This section describes the InnoDB-related command options and system variables. System variables that are true or false can be enabled at server startup by naming them, or disabled by using a skip- prefix. For example, to enable or disable InnoDB checksums, you can use --innodb_checksums or --skip-innodb_checksums on the command line, or innodb_checksums or skip-innodb_checksums in an option file. System variables that take a numeric value can be specified as --var_name=value on the command line or as var_name=value in option files. For more information on specifying options and system variables, see Section 4.3, “Specifying Program Options”. Many of the system variables can be changed at runtime (see Section 5.2.3.2, “Dynamic System Variables”).

InnoDB command options:

  • --innodb

    Enables the InnoDB storage engine, if the server was compiled with InnoDB support. Use --skip-innodb to disable InnoDB.

  • --innodb_status_file

    Causes InnoDB to create a file named <datadir>/innodb_status.<pid> in the MySQL data directory. InnoDB periodically writes the output of SHOW ENGINE INNODB STATUS to this file.

InnoDB system variables:

  • innodb_additional_mem_pool_size

    The size in bytes of a memory pool InnoDB uses to store data dictionary information and other internal data structures. The more tables you have in your application, the more memory you need to allocate here. If InnoDB runs out of memory in this pool, it starts to allocate memory from the operating system and writes warning messages to the MySQL error log. The default value is 1MB.

  • innodb_autoextend_increment

    The increment size (in MB) for extending the size of an auto-extending tablespace when it becomes full. The default value is 8.

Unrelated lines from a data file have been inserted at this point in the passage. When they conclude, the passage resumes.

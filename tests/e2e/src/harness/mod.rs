//! Test harness: isolated stores and failure injection

mod faulty_store;
mod store_manager;

pub use faulty_store::{FaultyStore, StoreOp};
pub use store_manager::TestStoreManager;
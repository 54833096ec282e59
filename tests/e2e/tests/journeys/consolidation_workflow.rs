//! Consolidation workflow journeys
//!
//! Store memories, consolidate, and check both the report and what is left
//! in the store afterwards.

use std::sync::Arc;

use chrono::Utc;
use hivemem_core::{
    status_key, Consolidator, EntryMetadata, InMemoryStore, MemoryCategory, MemoryService,
    MemoryStore, RunStatus, COORDINATION_NAMESPACE,
};
use hivemem_e2e_tests::harness::TestStoreManager;
use hivemem_e2e_tests::mocks::{BatchConfig, TestDataFactory};

fn now() -> i64 {
    Utc::now().timestamp_millis()
}

fn keys(entries: &[hivemem_core::MemoryEntry]) -> Vec<&str> {
    entries.iter().map(|e| e.key.as_str()).collect()
}

#[test]
fn test_mixed_batch_plan() {
    let now = now();
    let scenario = TestDataFactory::create_mixed_scenario("test", now);
    let mut consolidator = Consolidator::new(scenario.config.clone()).unwrap();

    let plan = consolidator.plan_at(scenario.entries, now);

    assert_eq!(plan.report.processed, scenario.expected["processed"]);
    assert_eq!(plan.expired.len(), scenario.expected["expired"]);
    assert_eq!(plan.report.deduplicated, scenario.expected["deduplicated"]);
    assert_eq!(plan.kept.len(), scenario.expected["kept"]);
    assert_eq!(keys(&plan.expired), vec!["context/old1", "task/old2"]);
    assert_eq!(keys(&plan.duplicates), vec!["dup1"]);
    assert_eq!(plan.groups[0].survivor, "dup2");
}

#[test]
fn test_accounting_identity_holds() {
    let now = now();
    let mut entries = TestDataFactory::create_mixed_scenario("test", now).entries;
    entries.extend(TestDataFactory::create_batch(
        &BatchConfig {
            count: 80,
            duplicate_every: Some(7),
            ..BatchConfig::default()
        },
        now,
    ));
    let mut consolidator = Consolidator::new(TestDataFactory::test_config()).unwrap();

    let plan = consolidator.plan_at(entries, now);
    let report = plan.report;

    assert_eq!(report.processed, 87);
    assert_eq!(report.evicted + report.deduplicated + plan.kept.len(), report.processed);
    assert!(plan.kept.len() <= 50);
    assert_eq!(report.retained(), plan.kept.len());
}

#[test]
fn test_capacity_scenario_evicts_oldest_fifty() {
    let now = now();
    let scenario = TestDataFactory::create_capacity_scenario("test", now);
    let mut consolidator = Consolidator::new(scenario.config.clone()).unwrap();

    let plan = consolidator.plan_at(scenario.entries, now);

    assert_eq!(plan.report.deduplicated, 0);
    assert_eq!(plan.report.evicted, scenario.expected["evicted"]);
    assert_eq!(plan.kept.len(), scenario.expected["kept"]);

    let evicted: Vec<String> = (0..50).map(|i| format!("knowledge/{i:04}")).collect();
    assert_eq!(keys(&plan.size_evicted), evicted);
    assert!(plan.kept.iter().all(|e| e.key.as_str() >= "knowledge/0050"));
}

#[test]
fn test_repeated_runs_are_stable() {
    let now = now();
    let scenario = TestDataFactory::create_mixed_scenario("test", now);
    let mut consolidator = Consolidator::new(scenario.config).unwrap();

    let first = consolidator.plan_at(scenario.entries, now);
    let second = consolidator.plan_at(first.kept.clone(), now);

    assert!(second.report.is_noop());
    assert_eq!(second.kept, first.kept);

    let stats = consolidator.stats();
    assert_eq!(stats.consolidations, 2);
    assert_eq!(stats.memories_processed, 7 + 4);
}

#[tokio::test]
async fn test_service_journey_against_json_store() {
    let db = TestStoreManager::new_temp();
    let now = now();
    db.seed_with(&TestDataFactory::create_mixed_scenario("test", now).entries)
        .await;

    let service = MemoryService::new(db.store(), "test", TestDataFactory::test_config()).unwrap();
    let report = service.run_consolidation().await.unwrap();

    assert_eq!(report.processed, 7);
    assert!(report.evicted >= 2);
    assert_eq!(report.deduplicated, 1);

    let remaining = db.keys("test").await;
    assert_eq!(
        remaining,
        vec!["context/ctx1", "dup2", "knowledge/pattern1", "task/task1"]
    );

    let status = service.verify_consolidation().await.unwrap().unwrap();
    assert_eq!(status.status, RunStatus::Completed);
    assert_eq!(status.consolidation_count, 1);
    assert_eq!(status.namespace, "test");

    // The status record is a plain entry in the coordination namespace
    let record = db
        .store()
        .retrieve(COORDINATION_NAMESPACE, &status_key("test"))
        .await
        .unwrap()
        .unwrap();
    assert!(record.value.as_text().contains("\"completed\""));
}

#[tokio::test]
async fn test_knowledge_survives_many_runs() {
    let store = Arc::new(InMemoryStore::new());
    let service =
        MemoryService::new(Arc::clone(&store), "agent", TestDataFactory::test_config()).unwrap();

    let ancient = EntryMetadata::at(0).with_category(MemoryCategory::Knowledge);
    service
        .store_memory("decision/db", "Use JSON documents per namespace", Some(ancient))
        .await
        .unwrap();

    for _ in 0..3 {
        service.run_consolidation().await.unwrap();
    }

    assert!(service.retrieve_memory("decision/db").await.unwrap().is_some());
    let status = service.verify_consolidation().await.unwrap().unwrap();
    assert_eq!(status.consolidation_count, 3);
}

#[tokio::test]
async fn test_archive_journey() {
    let store = Arc::new(InMemoryStore::new());
    let config = TestDataFactory::test_config().with_archive_namespace("cold");
    let service = MemoryService::new(Arc::clone(&store), "test", config).unwrap();
    let now = now();

    for entry in TestDataFactory::create_mixed_scenario("test", now).entries {
        service
            .store_memory(&entry.key, entry.value, Some(entry.metadata))
            .await
            .unwrap();
    }

    let report = service.run_consolidation().await.unwrap();
    assert_eq!(report.archived, report.evicted + report.deduplicated);

    let archived: Vec<String> = store
        .list("cold")
        .await
        .unwrap()
        .into_iter()
        .map(|e| e.key)
        .collect();
    assert_eq!(archived, vec!["context/old1", "dup1", "task/old2"]);
    assert_eq!(store.len("test").await, 4);
}
//! Text Embeddings Module
//!
//! Provides deterministic, local embedding generation for similarity checks.
//! No model download, no external calls, no randomness.
//!
//! Supports:
//! - Hash-projection embeddings (100 dimensions by default)
//! - Cosine similarity
//! - A provider trait so a learned model can replace the hash projection

mod hash;

pub use hash::{cosine_similarity, Embedding, EmbeddingProvider, HashEmbedder, DEFAULT_DIMENSIONS};
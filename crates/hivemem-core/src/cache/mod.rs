//! Cache Module
//!
//! Bounded recency-tracking cache used for size-bound eviction:
//! - LRU ordering with automatic overflow eviction
//! - Memory pressure detection
//! - Explicit shrink-to-target with audit trail of evicted keys

mod optimizer;

pub use optimizer::{LruOptimizer, LruStats};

  • innodb_buffer_pool_awe_mem_mb

    The size of the buffer pool (in MB), if it is placed in the AWE memory. This is relevant only in 32-bit Windows. If your 32-bit Windows operating system supports more than 4GB memory, using so-called “Address Windowing Extensions,” you can allocate the InnoDB buffer pool into the AWE physical memory using this variable. The maximum possible value for this variable is 63000. If it is greater than 0, innodb_buffer_pool_size is the window in the 32-bit address space of mysqld where InnoDB maps that AWE memory. A good value for innodb_buffer_pool_size is 500MB.

    To take advantage of AWE memory, you will need to recompile MySQL yourself. The current project settings needed for doing this can be found in the storage/innobase/os/os0proj.c source file.

  • innodb_buffer_pool_size

    The size in bytes of the memory buffer InnoDB uses to cache data and indexes of its tables. The larger you set this value, the less disk I/O is needed to access data in tables. On a dedicated database server, you may set this to up to 80% of the machine physical memory size. However, do not set it too large because competition for physical memory might cause paging in the operating system.

  • innodb_checksums

    InnoDB can use checksum validation on all pages read from the disk to ensure extra fault tolerance against broken hardware or data files. This validation is enabled by default. However, under some rare circumstances (such as when running benchmarks) this extra safety feature is unneeded and can be disabled with --skip-innodb-checksums.

  • innodb_commit_concurrency

    The number of threads that can commit at the same time. A value of 0 disables concurrency control.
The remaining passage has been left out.